Almost half a century later, a new Yakut alphabet developed by academician Otto von Böhtlingk and published in his famous work "Über die Sprache der Jakuten" appeared, in which all phonemes received their designation in 29 letters: А а, Ӓ ӓ, О о, Ӧ ӧ, І і, Ы ы, У у, Ӱ ӱ, К к, Х х, Г г, Ҕ ҕ, Ҥ ҥ, Т т, Д д, Н н, Ч ч, Џ џ, Н' н', П п, Б б, М м, Ј ј, Ɉ ɉ, Р р, Л л, L l, С с, Һ һ.

The scientist arranged the letters (mostly Russian) as in Sanskrit, i.e. vowels come first, then consonants, from guttural to aspirated. Consonant length is indicated by letter doubling, diphthongs by vowel combinations, and long vowels are indicated by a bar above the letter. Despite certain shortcomings, some socio-political literature, samples of folklore texts, etc. were published in this alphabet.

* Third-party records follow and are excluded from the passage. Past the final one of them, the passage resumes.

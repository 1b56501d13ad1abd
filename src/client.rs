//! Interface of the external insurance REST service.
//!
//! Only the fields ownership resolution needs are typed. Everything else a
//! record carries travels through untouched in its `attributes` map.

use std::fmt;

use serde::{Deserialize, Serialize};
use serde_json::{Map, Value};

use crate::ids::{ClaimId, ClaimKind, CustomerId, PolicyId, PolicyNumber};

/// A customer as returned by the insurance service.
#[derive(Debug, Clone, Default, PartialEq, Serialize, Deserialize)]
#[serde(rename_all = "camelCase")]
pub struct CustomerRecord {
    /// Technical id; absent on records that have not been created yet
    #[serde(default, skip_serializing_if = "Option::is_none")]
    pub id: Option<CustomerId>,
    /// Remaining customer fields
    #[serde(flatten)]
    pub attributes: Map<String, Value>,
}

/// A policy as returned by the insurance service.
#[derive(Debug, Clone, Default, PartialEq, Serialize, Deserialize)]
#[serde(rename_all = "camelCase")]
pub struct PolicyRecord {
    /// Technical id
    #[serde(default, skip_serializing_if = "Option::is_none")]
    pub id: Option<PolicyId>,
    /// Human-readable number
    #[serde(default, skip_serializing_if = "Option::is_none")]
    pub policy_number: Option<PolicyNumber>,
    /// Owning customer
    #[serde(default, skip_serializing_if = "Option::is_none")]
    pub customer_id: Option<CustomerId>,
    /// Remaining policy fields
    #[serde(flatten)]
    pub attributes: Map<String, Value>,
}

/// A claim of any kind as returned by the insurance service.
#[derive(Debug, Clone, Default, PartialEq, Serialize, Deserialize)]
#[serde(rename_all = "camelCase")]
pub struct ClaimRecord {
    /// Technical id within its kind
    #[serde(default, skip_serializing_if = "Option::is_none")]
    pub id: Option<ClaimId>,
    /// Policy the claim was filed against
    #[serde(default, skip_serializing_if = "Option::is_none")]
    pub policy_id: Option<PolicyId>,
    /// Upstream type discriminator, e.g. `AutoClaimDto`
    #[serde(default, skip_serializing_if = "Option::is_none")]
    pub claim_type: Option<String>,
    /// Processing status, e.g. `PENDING`
    #[serde(default, skip_serializing_if = "Option::is_none")]
    pub status: Option<String>,
    /// Remaining claim fields
    #[serde(flatten)]
    pub attributes: Map<String, Value>,
}

/// System-wide policy terms such as cancellation periods.
#[derive(Debug, Clone, Default, PartialEq, Serialize, Deserialize)]
pub struct PolicyConditions {
    /// The condition fields, passed through as-is
    #[serde(flatten)]
    pub terms: Map<String, Value>,
}

/// Details for assigning an adjuster to a claim.
#[derive(Debug, Clone, PartialEq, Serialize, Deserialize)]
#[serde(rename_all = "camelCase")]
pub struct AdjusterAssignment {
    /// Adjuster to assign
    pub adjuster_id: String,
    /// Free-form notes for the adjuster
    #[serde(default, skip_serializing_if = "Option::is_none")]
    pub notes: Option<String>,
}

/// Pagination and status filter for claim listings.
#[derive(Debug, Clone, Default, PartialEq, Eq, Serialize, Deserialize)]
#[serde(rename_all = "camelCase")]
pub struct ClaimQuery {
    /// Zero-based page
    #[serde(default)]
    pub page: Option<u32>,
    /// Page size
    #[serde(default)]
    pub size: Option<u32>,
    /// Status filter
    #[serde(default)]
    pub status: Option<String>,
}

/// Kind of failure reported by the insurance service.
#[derive(Debug, Clone, Copy, PartialEq, Eq)]
pub enum ApiErrorKind {
    /// The record does not exist
    NotFound,
    /// The service failed or could not be reached
    Upstream,
    /// The service answered with data that cannot be used
    Malformed,
}

impl fmt::Display for ApiErrorKind {
    fn fmt(&self, f: &mut fmt::Formatter<'_>) -> fmt::Result {
        match self {
            ApiErrorKind::NotFound => write!(f, "not found"),
            ApiErrorKind::Upstream => write!(f, "upstream failure"),
            ApiErrorKind::Malformed => write!(f, "malformed response"),
        }
    }
}

/// Error returned by an [`InsuranceClient`] call.
#[derive(Debug, Clone, PartialEq, Eq)]
pub struct ApiError {
    kind: ApiErrorKind,
    message: String,
}

impl ApiError {
    /// Creates an error of the given kind.
    pub fn new(kind: ApiErrorKind, message: impl Into<String>) -> Self {
        Self {
            kind,
            message: message.into(),
        }
    }

    /// A missing record.
    pub fn not_found(message: impl Into<String>) -> Self {
        Self::new(ApiErrorKind::NotFound, message)
    }

    /// A service failure.
    pub fn upstream(message: impl Into<String>) -> Self {
        Self::new(ApiErrorKind::Upstream, message)
    }

    /// Unusable data.
    pub fn malformed(message: impl Into<String>) -> Self {
        Self::new(ApiErrorKind::Malformed, message)
    }

    /// Returns the error kind.
    pub fn kind(&self) -> ApiErrorKind {
        self.kind
    }

    /// Returns the diagnostic message. Not meant for end users.
    pub fn message(&self) -> &str {
        &self.message
    }
}

impl fmt::Display for ApiError {
    fn fmt(&self, f: &mut fmt::Formatter<'_>) -> fmt::Result {
        write!(f, "insurance api error ({}): {}", self.kind, self.message)
    }
}

impl std::error::Error for ApiError {}

/// The lookups ownership resolution depends on.
///
/// `Ok(None)` means the record does not exist.
pub trait OwnershipLookup {
    /// Fetches a policy by technical id.
    fn policy_by_id(&self, id: PolicyId) -> Result<Option<PolicyRecord>, ApiError>;

    /// Fetches a policy by its human-readable number.
    fn policy_by_number(&self, number: &PolicyNumber) -> Result<Option<PolicyRecord>, ApiError>;

    /// Fetches an auto claim.
    fn auto_claim_by_id(&self, id: ClaimId) -> Result<Option<ClaimRecord>, ApiError>;

    /// Fetches a home claim.
    fn home_claim_by_id(&self, id: ClaimId) -> Result<Option<ClaimRecord>, ApiError>;

    /// Fetches a health claim.
    fn health_claim_by_id(&self, id: ClaimId) -> Result<Option<ClaimRecord>, ApiError>;
}

/// The full set of operations the assistant's functions delegate to.
pub trait InsuranceClient: OwnershipLookup {
    /// Fetches a customer.
    fn get_customer_by_id(&self, id: CustomerId) -> Result<CustomerRecord, ApiError>;
    /// Creates a customer.
    fn create_customer(&self, customer: CustomerRecord) -> Result<CustomerRecord, ApiError>;
    /// Replaces a customer's data.
    fn update_customer(
        &self,
        id: CustomerId,
        customer: CustomerRecord,
    ) -> Result<CustomerRecord, ApiError>;
    /// Deletes a customer.
    fn delete_customer(&self, id: CustomerId) -> Result<(), ApiError>;
    /// Finds the customer owning a policy number.
    fn get_customer_by_policy_number(
        &self,
        number: &PolicyNumber,
    ) -> Result<CustomerRecord, ApiError>;
    /// Lists a customer's policies.
    fn get_policies_by_customer_id(&self, id: CustomerId) -> Result<Vec<PolicyRecord>, ApiError>;

    /// Creates a policy.
    fn create_policy(&self, policy: PolicyRecord) -> Result<PolicyRecord, ApiError>;
    /// Fetches a policy, failing with `NotFound` when absent.
    fn get_policy_by_id(&self, id: PolicyId) -> Result<PolicyRecord, ApiError>;
    /// Fetches a policy by number, failing with `NotFound` when absent.
    fn get_policy_by_number(&self, number: &PolicyNumber) -> Result<PolicyRecord, ApiError>;
    /// Replaces a policy's data.
    fn update_policy(&self, id: PolicyId, policy: PolicyRecord) -> Result<PolicyRecord, ApiError>;
    /// Deletes a policy.
    fn delete_policy(&self, id: PolicyId) -> Result<(), ApiError>;
    /// Lists every policy in the system.
    fn get_all_policies(&self) -> Result<Vec<PolicyRecord>, ApiError>;
    /// Replaces the conditions that apply to every policy.
    fn update_policy_conditions(
        &self,
        conditions: PolicyConditions,
    ) -> Result<PolicyConditions, ApiError>;
    /// Lists the claims of one kind filed against a policy.
    fn get_claims_by_policy_id(
        &self,
        kind: ClaimKind,
        policy: PolicyId,
        query: &ClaimQuery,
    ) -> Result<Vec<ClaimRecord>, ApiError>;

    /// Files a claim.
    fn create_claim(&self, kind: ClaimKind, claim: ClaimRecord) -> Result<ClaimRecord, ApiError>;
    /// Fetches a claim, failing with `NotFound` when absent.
    fn get_claim_by_id(&self, kind: ClaimKind, id: ClaimId) -> Result<ClaimRecord, ApiError>;
    /// Replaces a claim's data.
    fn update_claim(
        &self,
        kind: ClaimKind,
        id: ClaimId,
        claim: ClaimRecord,
    ) -> Result<ClaimRecord, ApiError>;
    /// Deletes a claim.
    fn delete_claim(&self, kind: ClaimKind, id: ClaimId) -> Result<(), ApiError>;
    /// Lists every claim of one kind.
    fn get_all_claims(
        &self,
        kind: ClaimKind,
        query: &ClaimQuery,
    ) -> Result<Vec<ClaimRecord>, ApiError>;
    /// Assigns an adjuster to a claim.
    fn assign_adjuster(
        &self,
        kind: ClaimKind,
        id: ClaimId,
        assignment: AdjusterAssignment,
    ) -> Result<ClaimRecord, ApiError>;
}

In 1858, D. V. Khitrov compiled a new alphabet of 29 letters: А а, Б б, Г г, Д д, Ԫ ԫ, Е е, Ё ё, И и, І і, Й й, К к, Л л, М м, Н н, Ҥ ҥ, О о, П п, Р р, С с, Т т, У у, Х х, Ч ч, Ы ы, Э э, Ю ю, Я я, ъ, ь. Vowel length was indicated by a macron over the letter.

However, the principle of "one sound – one letter" was not observed, and the same phoneme was indicated by several letters. Despite the imperfections of the alphabet, it was he who came to the taste of the ministers of the church, they used it for printing liturgical literature and teaching children in the seminary.

According to the Yakut linguist S. A. Novgorodov, the main drawback of the Bötlingk alphabet was an overabundance of superscript characters, which led to difficulties in writing and typographic typing. Khitrov's alphabet was poorly adapted to the phonetics of the Yakut language and "was adapted to the Russian reader".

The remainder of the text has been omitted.